Suggested practices:
- Understand the business data model and estimate the amount of new data added per core table every day
- Based on business growth expectations (such as number of users and transaction volume), calculate the total data volume in the next 6 months to one year
- Each table estimates the average row size, and combines the total number of rows to obtain the approximate storage requirements
For example, an order table has an average of 1KB per record, with 100,000 new items added every day, which is 365 million items a year, which is about 365GB of data. This has not counted index, backup, temporary space.

2. Disk space: Don’t just look at data files, but also leave enough margin
Many people only look at the current .ibd file size when calculating capacity, but disk space is far more than the data file itself.
Space overhead that is easy to ignore:
- Index occupancy: primary key and secondary index will take up extra space, especially large field indexes
- Temporary space: For example, sorting and join operations will use the tmp table, occupying disk
- Log files: binlog, undo log, and redo log will take up space, especially if the binlog is retained for a long period of time, it will be scary to accumulate.
- Backup space: Local backup and logical backup require additional disks
- Space fragmentation: frequently delete and update tables will produce fragmentation. Although InnoDB is automatically sorted, it will not automatically release disk space.
Suggested practices:
- Total disk capacity = Data file index log backup at least 20% redundant space
- Use
information_schema
orSHOW TABLE STATUS
to view the actual size of tables and indexes - Regularly analyze table space usage and monitor fragmentation rates
3. Performance bottleneck: Capacity does not equal performance, but capacity affects performance
Many people think that as long as the disk is large enough, it can hold on, but it is not. When the amount of data becomes larger, query performance, write performance, lock competition, backup and recovery time will all become worse.
Frequently Asked Questions:
- The single table is too large (such as more than 100 million rows) causes the query to slow down
- Index maintenance costs become higher and write speed decreases
- Full table scanning and large-scale query slow down the overall performance of the database
- Backup and recovery take a long time, affecting operation and maintenance efficiency
Coping strategies:
- Appropriately divided (horizontal or vertical) and do not put all data in one table
- Design indexes rationally to avoid redundant indexes and inefficient indexes
- Consider partition tables (for certain specific scenarios)

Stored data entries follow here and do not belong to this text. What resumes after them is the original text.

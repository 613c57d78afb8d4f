pub mod advance;
pub mod calendar;
pub mod engine;
pub mod error;
pub mod group;
pub mod progress;
pub mod settings;
pub mod store;
pub mod tickets;

pub use engine::{PayrollEngine, RunMode, RunRequest, RunSummary, Trigger, UserError};
pub use error::PayrollError;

- Regularly archive cold data to reduce the amount of active data
- Use caching, read-write separation and other means to alleviate database pressure
4. Automatic monitoring and capacity expansion mechanism: Don’t wait until the alarm is called in the middle of the night before starting
Capacity planning is not a one-time job, but an ongoing process. As the business develops, the original design may no longer be applicable.
Suggested practices:
- Deploy monitoring systems (such as Prometheus Grafana) to view disk, table size, and index growth trends in real time
- Set capacity warning threshold (for example, disk usage exceeds 70%)
- Prepare capacity expansion plans in advance: such as adding disks, replacing instances, and migrating library
- Regularly evaluate whether capacity planning matches the pace of business development
Capacity planning is ultimately about using current data and business expectations to deduce future resource requirements . It is not a one-time transaction, but a continuous iteration process. Do it in advance and achieve twice the result with half the effort; cramming at the moment is often the rhythm of going online in the middle of the night.
Basically that's it.
The above is the detailed content of MySQL Database Capacity Planning for Growth. For more information, please follow other related articles on the PHP Chinese website!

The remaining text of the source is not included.